Dr. Pilyoung Kim, an associate professor of psychology at the University of Denver tells The Cut that new moms are anything but scattered and inefficient. In studying the brains of women in the months after they’ve had children, they found that there’s actually growth. “We observed significant structural growth in several brain regions, including the midbrain region, which plays an important role in developing what we call ‘maternal instinct,’ and the prefrontal cortex region, which is involved in decision making, learning, and regulating our feeling and thoughts, over the first three to four months of motherhood,” she explains.

Amy Henderson of Tendlab performed research on this exact topic — how new moms fare once they return to work. What she found over the course of 150 interviews with moms who had returned to work totally backs up the science bits.

“First, the majority of the moms I spoke with realized, while they were talking to me, that they were performing better in their careers because of their kids, not in spite of them. Before our conversation, however, most of these women had been too inundated with negative messaging to even consider the possibility that motherhood might have had a positive impact on their careers,” she says.
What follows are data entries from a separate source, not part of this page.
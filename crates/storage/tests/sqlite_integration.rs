use chrono::Duration;
use progress_core::model::{DailyGoal, FlashcardId, MasteryLevel, Owner, UserId};
use progress_core::time::fixed_now;
use storage::StorageError;
use storage::repository::{DailyGoalRepository, ProgressRepository};
use storage::sqlite::SqliteRepository;

async fn repo(name: &str) -> SqliteRepository {
    let repo = SqliteRepository::connect(&format!("sqlite:file:{name}?mode=memory&cache=shared"))
        .await
        .expect("connect");
    repo.migrate().await.expect("migrate");
    repo
}

fn user(name: &str) -> Owner {
    Owner::User(UserId::new(name).unwrap())
}

#[tokio::test]
async fn migrations_are_idempotent() {
    let repo = repo("memdb_migrate_twice").await;
    repo.migrate().await.expect("second migrate");
    let row: (i64,) = sqlx::query_as("SELECT COUNT(*) FROM schema_migrations")
        .fetch_one(repo.pool())
        .await
        .unwrap();
    assert_eq!(row.0, 1);
}

#[tokio::test]
async fn owners_do_not_see_each_other() {
    let repo = repo("memdb_owner_isolation").await;
    let alice = user("alice");
    let bob = user("bob");
    let card = FlashcardId::new(7);

    let created = repo
        .create(card, &alice, MasteryLevel::MIN, fixed_now())
        .await
        .unwrap();
    repo.compare_and_update(&created, &created.answered(true, fixed_now()))
        .await
        .unwrap();

    assert!(repo.get(card, &bob).await.unwrap().is_none());
    assert!(repo.get(card, &Owner::Anonymous).await.unwrap().is_none());
    assert_eq!(repo.stats_for(&[card], &bob).await.unwrap().untouched, 1);

    repo.set_daily_goal(&alice, DailyGoal::new(30).unwrap())
        .await
        .unwrap();
    assert_eq!(repo.get_daily_goal(&bob).await.unwrap(), None);

    repo.clear_all(&bob).await.unwrap();
    assert!(repo.get(card, &alice).await.unwrap().is_some());
}

#[tokio::test]
async fn stats_span_more_ids_than_one_query_binds() {
    let repo = repo("memdb_stats_chunks").await;
    let owner = user("bulk");
    let ids: Vec<FlashcardId> = (1..=1_200).map(FlashcardId::new).collect();

    for id in ids.iter().step_by(100) {
        let created = repo
            .create(*id, &owner, MasteryLevel::MIN, fixed_now())
            .await
            .unwrap();
        repo.compare_and_update(&created, &created.answered(true, fixed_now()))
            .await
            .unwrap();
    }

    let stats = repo.stats_for(&ids, &owner).await.unwrap();
    assert_eq!(stats.total, 1_200);
    assert_eq!(stats.in_progress, 12);
    assert_eq!(stats.untouched, 1_188);
    assert_eq!(stats.mastery_sum, 24);
}

#[tokio::test]
async fn compare_and_update_on_missing_record_is_not_found() {
    let repo = repo("memdb_cas_missing").await;
    let owner = user("ghost");
    let phantom = progress_core::model::ProgressRecord::new(
        FlashcardId::new(1),
        owner.clone(),
        MasteryLevel::MIN,
        fixed_now(),
    );
    let err = repo
        .compare_and_update(&phantom, &phantom.answered(true, fixed_now()))
        .await
        .unwrap_err();
    assert!(matches!(err, StorageError::NotFound));
}

#[tokio::test]
async fn due_respects_limit_and_order() {
    let repo = repo("memdb_due_order").await;
    let owner = user("due");
    for (offset, id) in [(3, 1_u64), (1, 2), (2, 3)] {
        repo.create(
            FlashcardId::new(id),
            &owner,
            MasteryLevel::MIN,
            fixed_now() + Duration::minutes(offset),
        )
        .await
        .unwrap();
    }

    let due = repo
        .due_flashcards(&owner, fixed_now() + Duration::hours(2), 2)
        .await
        .unwrap();
    let ids: Vec<u64> = due.iter().map(|r| r.flashcard_id().value()).collect();
    assert_eq!(ids, vec![2, 3]);
}

#[tokio::test]
async fn closed_pool_reports_unavailable() {
    let repo = repo("memdb_closed_pool").await;
    repo.close().await;
    assert!(!repo.is_available());
    let err = repo
        .get(FlashcardId::new(1), &Owner::Anonymous)
        .await
        .unwrap_err();
    assert!(matches!(err, StorageError::Unavailable));
}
Henderson also found in talking to new moms that becoming a parent made women feel braver in the workplace. “Since becoming a mom, I no longer tolerate when a coder does a half-ass job and then fights when I tell him that I’m not going to merge his code into the system,” a senior level computer programmer at a tech company told her. “Before, I would hesitate and worry about it escalating into a team conflict. Now, I’m not afraid to take a stand and say no.”

She also interviewed Amy Pressman, a mom of three who founded a 1000-employee company with her husband. Pressman explains how dealing with motherhood has better equipped her to deal with pretty much anything — and anyone. “You can’t fire your kids, so you must grow and evolve as a person to adapt to their needs and wants,” she shares. “As a result, parenthood has increased my capacity to nurture the best in others, a skill I strive to integrate into our company.”

I noticed a lot of what these researchers point out after I went back to work post-baby. Once I had kids, I no longer enjoyed the luxury of taking my time with… well, with anything. Efficiency became the goal as I rushed to accomplish all I had to do in a day while dealing with the intense needs of my children. I stayed at home until my youngest was a toddler and by the time I went back to work, I didn’t need science to tell me I’d be a better employee — I knew I would.

Becoming a mom means learning to cut through the noise and the bullshit. It means using up the 40 minutes where both kids are napping at the same time to start laundry, do dishes, catch up on bills, get the mail, give the dog some attention, and maybe even take a shower. It means working in a constantly chaotic environment where the ability to focus is almost never a guarantee, and yet, the stakes have never been higher. On barely any sleep, after nursing around the clock all night, I had to get up the next morning and keep two small humans alive. Managing my new boss’ incredibly demanding calendar seemed like a complete walk in the park after that.